Dès le début, le film capte l’attention avec son décor somptueux et une photographie soignée par Linus Sandgren. La luxueuse propriété de Saltburn devient un personnage à part entière, une toile de fond fascinante pour les événements qui s’y déroulent. La richesse visuelle est indéniable, chaque plan étant méticuleusement composé pour renforcer l’atmosphère de décadence et de mystère.
Barry Keoghan incarne Oliver Quick avec une intensité palpable. Son personnage, un étudiant boursier tentant de s’intégrer dans un monde de privilèges et d’excès, est à la fois touchant et dérangeant.

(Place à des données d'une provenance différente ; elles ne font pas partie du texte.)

//! The exclusive execution token.
//!
//! All managed-code execution is serialized behind one [`ExecutionToken`].
//! The token is reentrant for the thread that holds it, so a callback fired
//! synchronously from inside a scripting operation does not deadlock. A
//! holder can hand the token back while it blocks on foreign I/O with
//! [`ExecutionToken::allow_threads`]; during that window the thread is
//! "parked" and other threads may run managed code.

use std::cell::{Ref, RefCell, RefMut};
use std::marker::PhantomData;
use std::sync::atomic::{AtomicU64, AtomicUsize, Ordering};

use parking_lot::{Condvar, Mutex};
use rustc_hash::FxHashMap;

static NEXT_THREAD_TAG: AtomicUsize = AtomicUsize::new(1);

thread_local! {
    static THREAD_TAG: usize = NEXT_THREAD_TAG.fetch_add(1, Ordering::Relaxed);
}

/// Small non-zero integer unique to the calling thread.
pub(crate) fn current_thread_tag() -> usize {
    THREAD_TAG.with(|tag| *tag)
}

#[derive(Default)]
struct TokenState {
    /// Tag of the holding thread, 0 when free.
    owner: usize,
    depth: usize,
    /// Threads inside `allow_threads`, with the depth they will restore.
    parked: FxHashMap<usize, usize>,
}

/// Process-wide mutual exclusion right for managed code.
pub struct ExecutionToken {
    state: Mutex<TokenState>,
    released: Condvar,
    owner: AtomicUsize,
    acquisitions: AtomicU64,
    contended: AtomicU64,
}

impl ExecutionToken {
    pub fn new() -> Self {
        Self {
            state: Mutex::new(TokenState::default()),
            released: Condvar::new(),
            owner: AtomicUsize::new(0),
            acquisitions: AtomicU64::new(0),
            contended: AtomicU64::new(0),
        }
    }

    /// Block until the calling thread holds the token.
    #[cfg_attr(feature = "profiling", profiling::function)]
    pub fn acquire(&self) -> TokenGuard<'_> {
        let me = current_thread_tag();
        let mut state = self.state.lock();
        if state.owner == me {
            state.depth += 1;
            return TokenGuard::new(self);
        }
        if state.owner != 0 {
            self.contended.fetch_add(1, Ordering::Relaxed);
        }
        while state.owner != 0 {
            self.released.wait(&mut state);
        }
        state.owner = me;
        state.depth = 1;
        self.owner.store(me, Ordering::Release);
        self.acquisitions.fetch_add(1, Ordering::Relaxed);
        TokenGuard::new(self)
    }

    /// Release the token around `f` and take it back afterwards.
    ///
    /// `f` must not touch managed state. The nesting depth is restored
    /// exactly, even if `f` panics.
    pub fn allow_threads<R>(&self, guard: &mut TokenGuard<'_>, f: impl FnOnce() -> R) -> R {
        debug_assert!(std::ptr::eq(guard.token, self));
        let me = current_thread_tag();
        let depth = {
            let mut state = self.state.lock();
            assert_eq!(state.owner, me, "allow_threads called without holding the token");
            let depth = state.depth;
            state.owner = 0;
            state.depth = 0;
            state.parked.insert(me, depth);
            self.owner.store(0, Ordering::Release);
            self.released.notify_one();
            depth
        };

        struct Reacquire<'t> {
            token: &'t ExecutionToken,
            me: usize,
            depth: usize,
        }

        impl Drop for Reacquire<'_> {
            fn drop(&mut self) {
                let mut state = self.token.state.lock();
                while state.owner != 0 {
                    self.token.released.wait(&mut state);
                }
                state.owner = self.me;
                state.depth = self.depth;
                state.parked.remove(&self.me);
                self.token.owner.store(self.me, Ordering::Release);
                self.token.acquisitions.fetch_add(1, Ordering::Relaxed);
            }
        }

        let _reacquire = Reacquire {
            token: self,
            me,
            depth,
        };
        f()
    }

    pub fn is_held_by_current_thread(&self) -> bool {
        self.owner.load(Ordering::Acquire) == current_thread_tag()
    }

    /// True when the calling thread holds the token or has parked it.
    ///
    /// Code running here was started by scripting code that is waiting for
    /// a result.
    pub fn in_scripting_context(&self) -> bool {
        let me = current_thread_tag();
        let state = self.state.lock();
        state.owner == me || state.parked.contains_key(&me)
    }

    /// Number of times the token changed hands.
    pub fn acquisitions(&self) -> u64 {
        self.acquisitions.load(Ordering::Relaxed)
    }

    /// Number of acquisitions that had to wait for another holder.
    pub fn contended_acquisitions(&self) -> u64 {
        self.contended.load(Ordering::Relaxed)
    }

    fn release(&self) {
        let mut state = self.state.lock();
        debug_assert_eq!(state.owner, current_thread_tag());
        state.depth -= 1;
        if state.depth == 0 {
            state.owner = 0;
            self.owner.store(0, Ordering::Release);
            self.released.notify_one();
        }
    }
}

impl Default for ExecutionToken {
    fn default() -> Self {
        Self::new()
    }
}

impl std::fmt::Debug for ExecutionToken {
    fn fmt(&self, f: &mut std::fmt::Formatter<'_>) -> std::fmt::Result {
        f.debug_struct("ExecutionToken")
            .field("held", &(self.owner.load(Ordering::Relaxed) != 0))
            .field("acquisitions", &self.acquisitions())
            .finish()
    }
}

/// Proof that the current thread holds the token. Not `Send`.
pub struct TokenGuard<'t> {
    token: &'t ExecutionToken,
    _not_send: PhantomData<*const ()>,
}

impl<'t> TokenGuard<'t> {
    fn new(token: &'t ExecutionToken) -> Self {
        Self {
            token,
            _not_send: PhantomData,
        }
    }

    pub fn token(&self) -> &'t ExecutionToken {
        self.token
    }
}

impl Drop for TokenGuard<'_> {
    fn drop(&mut self) {
        self.token.release();
    }
}

/// Managed state reachable only while holding the token.
///
/// Borrows must not be held across [`ExecutionToken::allow_threads`] or
/// across a call into user code.
pub(crate) struct TokenCell<T> {
    value: RefCell<T>,
}

// Access requires a guard and a runtime ownership check, so at most one
// thread touches the RefCell at a time and hand-over goes through the
// token's mutex.
unsafe impl<T: Send> Sync for TokenCell<T> {}

impl<T> TokenCell<T> {
    pub(crate) fn new(value: T) -> Self {
        Self {
            value: RefCell::new(value),
        }
    }

    /// Exclusive access without the token, for owners being dropped.
    pub(crate) fn get_mut(&mut self) -> &mut T {
        self.value.get_mut()
    }

    pub(crate) fn borrow<'a>(&'a self, guard: &'a TokenGuard<'_>) -> Ref<'a, T> {
        assert!(
            guard.token.is_held_by_current_thread(),
            "managed state accessed without the execution token"
        );
        self.value.borrow()
    }

    pub(crate) fn borrow_mut<'a>(&'a self, guard: &'a TokenGuard<'_>) -> RefMut<'a, T> {
        assert!(
            guard.token.is_held_by_current_thread(),
            "managed state accessed without the execution token"
        );
        self.value.borrow_mut()
    }
}
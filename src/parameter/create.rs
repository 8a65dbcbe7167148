//! Dynamic parameter creation and list membership.

use std::time::Duration;

use parambridge_native::{
    InsertStatus, NativeError, ParamMask, ParamType, Provenance, RecordId, RecordSpec, RecordStore,
};

use crate::bridge::signature::{CALLBACK_SIGNATURE, SETTER_SIGNATURE, validate_signature};
use crate::bridge::{HandleKind, resolve_handle_shape};
use crate::error::{BridgeError, BridgeResult};
use crate::runtime::{Runtime, ScriptFunction};

use super::Parameter;
use super::handle::HandleOptions;

/// Builder for a record created through the bridge.
///
/// Nothing is allocated until [`build`](ParameterBuilder::build), and every
/// validation runs before the allocation.
#[must_use]
pub struct ParameterBuilder<'rt> {
    runtime: &'rt Runtime,
    spec: RecordSpec,
    node: Option<u16>,
    callback: Option<ScriptFunction>,
    getter: Option<ScriptFunction>,
    setter: Option<ScriptFunction>,
    host: Option<u16>,
    timeout: Option<Duration>,
    retries: Option<u32>,
    paramver: Option<u8>,
    keep_alive: bool,
}

impl Parameter {
    /// Start building a dynamic parameter.
    pub fn create(
        runtime: &Runtime,
        id: u16,
        name: impl Into<String>,
        ty: ParamType,
    ) -> ParameterBuilder<'_> {
        ParameterBuilder {
            runtime,
            spec: RecordSpec::new(id, name, ty),
            node: None,
            callback: None,
            getter: None,
            setter: None,
            host: None,
            timeout: None,
            retries: None,
            paramver: None,
            keep_alive: false,
        }
    }

    /// Like [`create`](Parameter::create), with the type given by its
    /// native code. An unknown code is rejected before anything else.
    pub fn create_with_type_code(
        runtime: &Runtime,
        id: u16,
        name: impl Into<String>,
        code: u8,
    ) -> BridgeResult<ParameterBuilder<'_>> {
        Ok(Self::create(runtime, id, name, ParamType::from_code(code)?))
    }
}

impl<'rt> ParameterBuilder<'rt> {
    pub fn node(mut self, node: u16) -> Self {
        self.node = Some(node);
        self
    }

    pub fn arity(mut self, arity: usize) -> Self {
        self.spec = self.spec.arity(arity);
        self
    }

    pub fn mask(mut self, mask: ParamMask) -> Self {
        self.spec = self.spec.mask(mask);
        self
    }

    pub fn unit(mut self, unit: impl Into<String>) -> Self {
        self.spec = self.spec.unit(unit);
        self
    }

    pub fn docstr(mut self, docstr: impl Into<String>) -> Self {
        self.spec = self.spec.docstr(docstr);
        self
    }

    pub fn callback(mut self, callback: ScriptFunction) -> Self {
        self.callback = Some(callback);
        self
    }

    /// Produce values through `getter(param, offset)`.
    pub fn getter(mut self, getter: ScriptFunction) -> Self {
        self.getter = Some(getter);
        self
    }

    /// Receive writes through `setter(param, offset, value)`.
    pub fn setter(mut self, setter: ScriptFunction) -> Self {
        self.setter = Some(setter);
        self
    }

    pub fn host(mut self, host: u16) -> Self {
        self.host = Some(host);
        self
    }

    pub fn timeout(mut self, timeout: Duration) -> Self {
        self.timeout = Some(timeout);
        self
    }

    pub fn retries(mut self, retries: u32) -> Self {
        self.retries = Some(retries);
        self
    }

    pub fn paramver(mut self, paramver: u8) -> Self {
        self.paramver = Some(paramver);
        self
    }

    /// Start in `BridgedKeepAlive` instead of `Bridged`.
    ///
    /// Off by default: a created parameter lives as long as its handles do,
    /// even though it stays linked into the list. Turn it on for a
    /// parameter that should outlive the code creating it.
    pub fn keep_alive(mut self, keep_alive: bool) -> Self {
        self.keep_alive = keep_alive;
        self
    }

    /// Validate, allocate, bridge and link the record.
    pub fn build(self) -> BridgeResult<Parameter> {
        let shared = &self.runtime.shared;
        let config = &shared.config;
        let node = self.node.unwrap_or(config.default_node);
        let spec = self.spec.node(node);
        let records = &shared.native.records;

        let guard = shared.token.acquire();

        if let Some(existing) = records.find_record(spec.id, node) {
            let existing = records.describe(existing)?;
            return Err(BridgeError::DuplicateIdentity {
                message: format!(
                    "parameter with id {} already exists on node {node} (name {})",
                    spec.id, existing.name
                ),
            });
        }
        if records.find_by_name(&spec.name, node).is_some() {
            return Err(BridgeError::DuplicateIdentity {
                message: format!("parameter with name {} already exists on node {node}", spec.name),
            });
        }
        if let Some(callback) = &self.callback {
            validate_signature(callback, "callback", CALLBACK_SIGNATURE)?;
        }
        if let Some(getter) = &self.getter {
            validate_signature(getter, "getter", CALLBACK_SIGNATURE)?;
        }
        if let Some(setter) = &self.setter {
            validate_signature(setter, "setter", SETTER_SIGNATURE)?;
        }
        let requested = if self.getter.is_some() || self.setter.is_some() {
            HandleKind::GetSetParameter
        } else {
            HandleKind::DynamicParameter
        };
        let kind = resolve_handle_shape(requested, spec.arity)?;

        let spec_name = spec.name.clone();
        let record = records.create_record(spec)?;
        let info = match records.describe(record) {
            Ok(info) => info,
            Err(error) => {
                discard_record(records.as_ref(), record, &spec_name);
                return Err(error.into());
            }
        };
        let options = HandleOptions {
            host: self.host,
            timeout: self.timeout.unwrap_or_else(|| config.default_timeout()),
            retries: self.retries.unwrap_or(config.default_retries),
            paramver: self.paramver.unwrap_or(config.paramver),
            callback: self.callback,
            getter: self.getter,
            setter: self.setter,
        };
        let param = match Parameter::construct(shared, &guard, record, info, kind, options) {
            Ok(param) => param,
            Err(error) => {
                discard_record(records.as_ref(), record, &spec_name);
                return Err(error);
            }
        };

        // On failure the handle is dropped and frees the unlinked record.
        param.list_add(false)?;
        if self.keep_alive {
            param.set_keep_alive(true)?;
        }
        Ok(param)
    }
}

/// Free a record whose handle never came to be.
fn discard_record(records: &dyn RecordStore, record: RecordId, name: &str) {
    if let Err(error) = records.free_record(record) {
        tracing::error!(name, %record, %error, "failed to free unbridged parameter record");
    }
}

impl Parameter {
    /// Link this record into the foreign list.
    ///
    /// With `replace`, a different record with the same identity is
    /// unlinked first. A displaced record with a live handle stays alive
    /// and is freed when that handle goes; an unbridged dynamic one is
    /// freed now; a static one is left to its owner.
    pub fn list_add(&self, replace: bool) -> BridgeResult<()> {
        let shared = &self.inner.runtime;
        let guard = shared.token.acquire();
        self.inner.check_live(&guard)?;
        let records = &shared.native.records;

        let status = records.list_insert(self.record(), replace).map_err(|error| match error {
            NativeError::AlreadyListed { id, node, name } => BridgeError::DuplicateIdentity {
                message: format!("parameter with id {id} on node {node} is already listed (with name {name})"),
            },
            other => other.into(),
        })?;

        if let InsertStatus::Replaced(displaced) = status {
            let bridged = shared.parameters.borrow(&guard).find_or_none(&displaced);
            match bridged {
                Some(handle) => {
                    tracing::warn!(
                        name = %handle.info().name,
                        "replaced bridged parameter, it is freed with its handle"
                    );
                }
                None if records.describe(displaced)?.provenance == Provenance::Dynamic => {
                    records.free_record(displaced)?;
                }
                None => {}
            }
        }

        let message = "added parameter to list";
        if shared.config.verbose {
            tracing::info!(name = self.name(), id = self.id(), node = self.node(), "{message}");
        } else {
            tracing::debug!(name = self.name(), id = self.id(), node = self.node(), "{message}");
        }
        Ok(())
    }

    /// Unlink this record from the foreign list without destroying the
    /// handle. A dynamic record is then freed by the handle.
    pub fn list_forget(&self) -> BridgeResult<()> {
        let shared = &self.inner.runtime;
        let guard = shared.token.acquire();
        self.inner.check_live(&guard)?;
        shared.native.records.list_remove(self.record(), false)?;
        tracing::debug!(name = self.name(), "removed parameter from list");
        Ok(())
    }
}

/// Bridge every listed record, optionally only those on `node`.
///
/// Handles created here are kept alive only by the returned vector.
pub fn list_parameters(runtime: &Runtime, node: Option<u16>) -> BridgeResult<Vec<Parameter>> {
    let shared = &runtime.shared;
    let records = &shared.native.records;
    let mut guard = shared.token.acquire();
    let mut params = Vec::new();
    for record in records.list_iterate() {
        if let Some(node) = node
            && records.describe(record)?.node != node
        {
            continue;
        }
        params.push(Parameter::bridge(shared, &mut guard, record, HandleKind::Parameter)?);
    }
    Ok(params)
}

#[cfg(test)]
mod tests {
    use std::sync::Arc;

    use parambridge_native::{
        CommandList, LoopbackLink, NativeParam, NativeResult, ParamCallback, ParamList,
        ParamValue, StorageHooks,
    };

    use super::*;
    use crate::config::BridgeConfig;
    use crate::runtime::NativeSubsystem;

    /// A parameter list that refuses to install callbacks.
    struct NoCallbacks(Arc<ParamList>);

    impl RecordStore for NoCallbacks {
        fn find_record(&self, id: u16, node: u16) -> Option<RecordId> {
            self.0.find_record(id, node)
        }
        fn find_by_name(&self, name: &str, node: u16) -> Option<RecordId> {
            self.0.find_by_name(name, node)
        }
        fn create_record(&self, spec: RecordSpec) -> NativeResult<RecordId> {
            self.0.create_record(spec)
        }
        fn list_insert(&self, record: RecordId, replace: bool) -> NativeResult<InsertStatus> {
            self.0.list_insert(record, replace)
        }
        fn list_remove(&self, record: RecordId, free_memory: bool) -> NativeResult<()> {
            self.0.list_remove(record, free_memory)
        }
        fn list_iterate(&self) -> Vec<RecordId> {
            self.0.list_iterate()
        }
        fn is_listed(&self, record: RecordId) -> bool {
            self.0.is_listed(record)
        }
        fn is_allocated(&self, record: RecordId) -> bool {
            self.0.is_allocated(record)
        }
        fn free_record(&self, record: RecordId) -> NativeResult<()> {
            self.0.free_record(record)
        }
        fn describe(&self, record: RecordId) -> NativeResult<NativeParam> {
            self.0.describe(record)
        }
        fn set_callback(
            &self,
            record: RecordId,
            _callback: Option<ParamCallback>,
        ) -> NativeResult<Option<ParamCallback>> {
            Err(NativeError::StaleRecord(record))
        }
        fn set_storage_hooks(
            &self,
            record: RecordId,
            hooks: StorageHooks,
        ) -> NativeResult<StorageHooks> {
            self.0.set_storage_hooks(record, hooks)
        }
        fn get_value(&self, record: RecordId, offset: i32) -> NativeResult<ParamValue> {
            self.0.get_value(record, offset)
        }
        fn set_value(&self, record: RecordId, offset: i32, value: ParamValue) -> NativeResult<()> {
            self.0.set_value(record, offset, value)
        }
    }

    #[test]
    fn test_failed_bridge_frees_new_record() {
        let params = Arc::new(ParamList::new());
        let native = NativeSubsystem::new(
            Arc::new(NoCallbacks(params.clone())),
            Arc::new(CommandList::new()),
            Arc::new(LoopbackLink::new()),
        );
        let runtime = Runtime::new(native, BridgeConfig::default());

        let result = Parameter::create(&runtime, 1, "orphan", ParamType::Int32).build();
        assert!(matches!(result, Err(BridgeError::Native(NativeError::StaleRecord(_)))));

        let stats = params.stats();
        assert_eq!(stats.allocated, 1);
        assert_eq!(stats.freed, 1);
        assert_eq!(stats.live, 0);
        assert_eq!(runtime.bridged_parameters(), 0);
    }
}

Keoghan parvient à transmettre la vulnérabilité et la duplicité d’Oliver, rendant ses actions parfois choquantes mais toujours compréhensibles. Jacob Elordi, dans le rôle de Felix Catton, offre une performance solide, bien que son personnage reste quelque peu sous-développé par moments.
Le scénario, écrit par Emerald Fennell, présente une intrigue pleine de promesses mais s’embourbe parfois dans des détours narratifs qui ralentissent le rythme. Les relations entre les personnages sont complexes et intrigantes, mais certaines interactions paraissent forcées, manquant de la subtilité nécessaire pour un impact émotionnel durable. La tension sexuelle omniprésente, bien que censée ajouter une couche de complexité, vire parfois à l’inconfort, surtout dans des scènes graphiques qui semblent gratuites plutôt qu’essentielles à l’intrigue.
Les thèmes de la toxicomanie, de la santé mentale et de l’obsession sont abordés avec une certaine profondeur, mais le traitement de ces sujets reste superficiel, ne permettant pas une exploration complète de leurs implications. La transformation d’Oliver, de victime à manipulateur, est captivante mais aurait bénéficié d’un développement plus nuancé pour vraiment résonner avec le spectateur.
Le film excelle toutefois dans la création d’une atmosphère oppressante et claustrophobe, surtout à travers la musique d’Anthony Willis et les décors de Suzie Davies. Les fêtes somptueuses, les relations tendues et les secrets bien gardés contribuent à une sensation constante de malaise, renforcée par une réalisation qui sait quand ralentir pour laisser la tension s’accumuler.
Malgré ses qualités indéniables, "Saltburn" laisse un goût d’inachevé. La résolution des arcs narratifs semble précipitée, et certaines révélations finales manquent de l'impact émotionnel qu’elles mériteraient. Le film aurait gagné à explorer davantage les motivations des personnages secondaires, dont les actions semblent parfois dictées par les besoins du scénario plutôt que par une évolution naturelle.
En somme, "Saltburn" est une œuvre intrigante et visuellement captivante qui souffre de quelques défauts narratifs et d’une caractérisation inégale. Emerald Fennell montre une fois de plus son talent pour créer des univers sombres et captivants, mais le film aurait bénéficié d’une structure plus resserrée et d’un approfondissement des thèmes abordés. Un film à voir pour ses performances et son atmosphère unique, malgré quelques réserves sur son exécution globale.